* _Work request_:
Your answer must match the entries below word for word.

* _Data under study_:
==*==
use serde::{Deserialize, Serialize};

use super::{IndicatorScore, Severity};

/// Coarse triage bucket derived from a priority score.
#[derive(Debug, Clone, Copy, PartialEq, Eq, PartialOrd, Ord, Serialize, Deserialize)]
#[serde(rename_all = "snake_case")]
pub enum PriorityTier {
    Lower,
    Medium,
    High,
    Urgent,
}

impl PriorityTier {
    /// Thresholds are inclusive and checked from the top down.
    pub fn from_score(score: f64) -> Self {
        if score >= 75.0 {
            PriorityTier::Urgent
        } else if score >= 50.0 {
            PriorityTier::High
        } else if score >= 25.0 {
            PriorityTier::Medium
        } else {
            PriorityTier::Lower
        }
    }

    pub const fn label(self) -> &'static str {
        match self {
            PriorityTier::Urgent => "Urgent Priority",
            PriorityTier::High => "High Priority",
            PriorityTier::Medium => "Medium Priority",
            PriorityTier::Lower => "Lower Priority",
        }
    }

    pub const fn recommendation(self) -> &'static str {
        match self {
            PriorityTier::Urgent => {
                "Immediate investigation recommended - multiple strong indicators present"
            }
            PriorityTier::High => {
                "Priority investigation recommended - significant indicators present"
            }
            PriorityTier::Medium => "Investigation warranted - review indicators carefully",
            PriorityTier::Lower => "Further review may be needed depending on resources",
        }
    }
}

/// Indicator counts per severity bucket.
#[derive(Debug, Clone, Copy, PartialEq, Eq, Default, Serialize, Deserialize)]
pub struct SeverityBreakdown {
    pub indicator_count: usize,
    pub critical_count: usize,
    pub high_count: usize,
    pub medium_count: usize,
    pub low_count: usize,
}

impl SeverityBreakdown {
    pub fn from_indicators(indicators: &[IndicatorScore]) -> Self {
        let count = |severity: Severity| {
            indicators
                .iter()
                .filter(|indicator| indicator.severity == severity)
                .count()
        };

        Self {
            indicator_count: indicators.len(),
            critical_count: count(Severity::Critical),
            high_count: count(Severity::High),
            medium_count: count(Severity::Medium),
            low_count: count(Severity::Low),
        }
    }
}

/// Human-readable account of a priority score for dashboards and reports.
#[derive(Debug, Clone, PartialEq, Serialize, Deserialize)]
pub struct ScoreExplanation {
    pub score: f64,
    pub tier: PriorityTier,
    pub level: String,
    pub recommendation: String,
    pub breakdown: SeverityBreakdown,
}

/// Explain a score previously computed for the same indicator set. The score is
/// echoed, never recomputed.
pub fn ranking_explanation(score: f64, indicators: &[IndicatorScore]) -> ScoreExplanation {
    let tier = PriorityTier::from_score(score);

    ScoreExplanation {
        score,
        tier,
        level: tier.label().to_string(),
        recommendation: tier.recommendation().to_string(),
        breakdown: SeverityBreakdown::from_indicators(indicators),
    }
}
==*==
* _Response box_:
use serde::{Deserialize, Serialize};

use super::{IndicatorScore, Severity};

/// Coarse triage bucket derived from a priority score.
#[derive(Debug, Clone, Copy, PartialEq, Eq, PartialOrd, Ord, Serialize, Deserialize)]
#[serde(rename_all = "snake_case")]
pub enum PriorityTier {
    Lower,
    Medium,
    High,
    Urgent,
}

impl PriorityTier {
    /// Thresholds are inclusive and checked from the top down.
    pub fn from_score(score: f64) -> Self {
        if score >= 75.0 {
            PriorityTier::Urgent
        } else if score >= 50.0 {
            PriorityTier::High
        } else if score >= 25.0 {
            PriorityTier::Medium
        } else {
            PriorityTier::Lower
        }
    }

    pub const fn label(self) -> &'static str {
        match self {
            PriorityTier::Urgent => "Urgent Priority",
            PriorityTier::High => "High Priority",
            PriorityTier::Medium => "Medium Priority",
            PriorityTier::Lower => "Lower Priority",
        }
    }

    pub const fn recommendation(self) -> &'static str {
        match self {
            PriorityTier::Urgent => {
                "Immediate investigation recommended - multiple strong indicators present"
            }
            PriorityTier::High => {
                "Priority investigation recommended - significant indicators present"
            }
            PriorityTier::Medium => "Investigation warranted - review indicators carefully",
            PriorityTier::Lower => "Further review may be needed depending on resources",
        }
    }
}

/// Indicator counts per severity bucket.
#[derive(Debug, Clone, Copy, PartialEq, Eq, Default, Serialize, Deserialize)]
pub struct SeverityBreakdown {
    pub indicator_count: usize,
    pub critical_count: usize,
    pub high_count: usize,
    pub medium_count: usize,
    pub low_count: usize,
}

impl SeverityBreakdown {
    pub fn from_indicators(indicators: &[IndicatorScore]) -> Self {
        let count = |severity: Severity| {
            indicators
                .iter()
                .filter(|indicator| indicator.severity == severity)
                .count()
        };

        Self {
            indicator_count: indicators.len(),
            critical_count: count(Severity::Critical),
            high_count: count(Severity::High),
            medium_count: count(Severity::Medium),
            low_count: count(Severity::Low),
        }
    }
}

/// Human-readable account of a priority score for dashboards and reports.
#[derive(Debug, Clone, PartialEq, Serialize, Deserialize)]
pub struct ScoreExplanation {
    pub score: f64,
    pub tier: PriorityTier,
    pub level: String,
    pub recommendation: String,
    pub breakdown: SeverityBreakdown,
}

/// Explain a score previously computed for the same indicator set. The score is
/// echoed, never recomputed.
pub fn ranking_explanation(score: f64, indicators: &[IndicatorScore]) -> ScoreExplanation {
    let tier = PriorityTier::from_score(score);

    ScoreExplanation {
        score,
        tier,
        level: tier.label().to_string(),
        recommendation: tier.recommendation().to_string(),
        breakdown: SeverityBreakdown::from_indicators(indicators),
    }
}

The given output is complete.